Report each line of the entries that includes "Invalid" by copying it.

§ **Given records**
+ + + + +

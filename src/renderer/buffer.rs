//! Concrete buffer types backing [`super::Image`] across the four rendering strategies.
//!
//! GBM allocation is adapted from `backend/allocator/gbm.rs`'s `GbmAllocator`, simplified to this
//! crate's single target triple (no `AddFb2Modifiers2`/legacy cfg branching, since that tracked
//! build-time feature flags this crate doesn't carry). Dumb-buffer mapping follows the borrowed,
//! short-lived wrapper shape of `backend/drm/compositor/render_target/dumb.rs`'s
//! `DumbBufferRenderTarget`: the mapping borrows the buffer for exactly one paint, never stored
//! alongside it.

use drm::buffer::Buffer as DrmBuffer;
use drm::control::{dumbbuffer, Device as ControlDevice};
use drm_fourcc::{DrmFourcc as Fourcc, DrmModifier as Modifier};
use gbm::{BufferObject as GbmBuffer, BufferObjectFlags as GbmBufferFlags, Device as GbmDevice};

use super::dmabuf::Dmabuf;
use super::Image;
use crate::error::Error;
use crate::fd::{DeviceFd, DevPath};

fn alloc_err(source: impl std::fmt::Display) -> Error {
    Error::Alloc {
        dev: None,
        source: std::io::Error::other(source.to_string()),
    }
}

/// A GBM-backed buffer: the render-ring buffer for Self/Prime/Dumb, and the scanout-ring buffer for
/// Self/Prime.
pub struct GbmBacked {
    buffer: GbmBuffer<()>,
    format: Fourcc,
}

impl GbmBacked {
    pub(crate) fn allocate(
        gbm: &GbmDevice<DeviceFd>,
        width: u32,
        height: u32,
        format: Fourcc,
        modifiers: &[Modifier],
    ) -> Result<GbmBacked, Error> {
        let flags = GbmBufferFlags::SCANOUT | GbmBufferFlags::RENDERING;
        let buffer: GbmBuffer<()> = if modifiers.iter().all(|m| *m == Modifier::Invalid || *m == Modifier::Linear) {
            gbm.create_buffer_object(width, height, format, flags)
        } else {
            gbm.create_buffer_object_with_modifiers(width, height, format, modifiers.iter().copied())
        }
        .map_err(alloc_err)?;
        Ok(GbmBacked { buffer, format })
    }

    /// Wraps an already-imported buffer (Prime strategy: the scanout Device's half of the handoff).
    pub(crate) fn from_imported(buffer: GbmBuffer<()>, format: Fourcc) -> GbmBacked {
        GbmBacked { buffer, format }
    }

    pub(crate) fn handle(&self) -> &GbmBuffer<()> {
        &self.buffer
    }

    pub(crate) fn modifier(&self) -> Modifier {
        self.buffer.modifier().unwrap_or(Modifier::Invalid)
    }

    /// Exports this buffer as a dma-buf, for the Prime strategy's renderer-to-scanout handoff.
    pub(crate) fn export(&self) -> Result<Dmabuf, Error> {
        let fd = self.buffer.fd().map_err(alloc_err)?;
        let stride = self.buffer.stride_for_plane(0).map_err(alloc_err)?;
        let offset = self.buffer.offset(0).map_err(alloc_err)?;
        Ok(Dmabuf::single_plane(
            self.buffer.width().unwrap_or(0),
            self.buffer.height().unwrap_or(0),
            self.format,
            self.modifier(),
            fd,
            stride,
            offset,
        ))
    }

    /// Imports `dmabuf` into `gbm`, producing the scanout-side half of a Prime handoff.
    pub(crate) fn import(gbm: &GbmDevice<DeviceFd>, dmabuf: &Dmabuf, usage: GbmBufferFlags) -> Result<GbmBacked, Error> {
        let fd = dmabuf.fd(0).ok_or(Error::Invalid("dmabuf has no plane 0"))?;
        let buffer: GbmBuffer<()> = gbm
            .import_buffer_object_from_dma_buf(
                fd,
                dmabuf.width(),
                dmabuf.height(),
                dmabuf.stride(0),
                dmabuf.format(),
                if dmabuf.modifier() == Modifier::Linear {
                    usage | GbmBufferFlags::LINEAR
                } else {
                    usage
                },
            )
            .map_err(alloc_err)?;
        Ok(GbmBacked::from_imported(buffer, dmabuf.format()))
    }
}

impl Image for GbmBacked {
    fn size(&self) -> (u32, u32) {
        (self.buffer.width().unwrap_or(0), self.buffer.height().unwrap_or(0))
    }

    fn format(&self) -> Fourcc {
        self.format
    }

    fn dmabuf(&self) -> Option<Dmabuf> {
        self.export().ok()
    }

    fn gbm_buffer(&self) -> Option<&GbmBuffer<()>> {
        Some(&self.buffer)
    }

    fn as_mut_slice(&mut self) -> Option<(&mut [u8], u32)> {
        None
    }
}

/// An owned dumb buffer: always linear, always CPU-mappable, the final scanout target for the
/// Dumb and CPU strategies.
pub struct DumbBacked {
    fd: DeviceFd,
    handle: dumbbuffer::DumbBuffer,
    format: Fourcc,
}

impl DumbBacked {
    pub(crate) fn allocate(fd: &DeviceFd, width: u32, height: u32, format: Fourcc) -> Result<DumbBacked, Error> {
        let handle = fd
            .create_dumb_buffer((width, height), format, 32)
            .map_err(|source| Error::Alloc { dev: fd.dev_path(), source })?;
        Ok(DumbBacked {
            fd: fd.clone(),
            handle,
            format,
        })
    }

    pub(crate) fn handle(&self) -> &dumbbuffer::DumbBuffer {
        &self.handle
    }

    pub(crate) fn size(&self) -> (u32, u32) {
        self.handle.size()
    }

    pub(crate) fn pitch(&self) -> u32 {
        self.handle.pitch()
    }

    /// Maps this buffer for exactly the duration of one write; the mapping borrows `self` and must
    /// not outlive the paint/copy it serves.
    pub(crate) fn map(&mut self) -> Result<dumbbuffer::DumbMapping<'_>, Error> {
        let dev_path = self.fd.dev_path();
        self.fd
            .map_dumb_buffer(&mut self.handle)
            .map_err(|source| Error::Alloc { dev: dev_path, source })
    }
}

impl Drop for DumbBacked {
    fn drop(&mut self) {
        if let Err(err) = self.fd.destroy_dumb_buffer(self.handle) {
            tracing::warn!(%err, "failed to destroy dumb buffer");
        }
    }
}

/// The short-lived [`Image`] view over a [`DumbBacked`] buffer, mapped for one paint. Used directly
/// by the Dumb and CPU strategies' render ring (CPU never touches GBM at all).
pub struct DumbImage<'b> {
    mapping: dumbbuffer::DumbMapping<'b>,
    format: Fourcc,
    size: (u32, u32),
    stride: u32,
}

impl<'b> DumbImage<'b> {
    pub(crate) fn from_buffer(buffer: &'b mut DumbBacked) -> Result<DumbImage<'b>, Error> {
        let size = buffer.size();
        let stride = buffer.pitch();
        let format = buffer.format;
        let mapping = buffer.map()?;
        Ok(DumbImage {
            mapping,
            format,
            size,
            stride,
        })
    }
}

impl Image for DumbImage<'_> {
    fn size(&self) -> (u32, u32) {
        self.size
    }

    fn format(&self) -> Fourcc {
        self.format
    }

    fn dmabuf(&self) -> Option<Dmabuf> {
        None
    }

    fn gbm_buffer(&self) -> Option<&GbmBuffer<()>> {
        None
    }

    fn as_mut_slice(&mut self) -> Option<(&mut [u8], u32)> {
        Some((self.mapping.as_mut(), self.stride))
    }
}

+ + + + +

§ **Output for this exercise**
        let buffer: GbmBuffer<()> = if modifiers.iter().all(|m| *m == Modifier::Invalid || *m == Modifier::Linear) {
        self.buffer.modifier().unwrap_or(Modifier::Invalid)
        let fd = dmabuf.fd(0).ok_or(Error::Invalid("dmabuf has no plane 0"))?;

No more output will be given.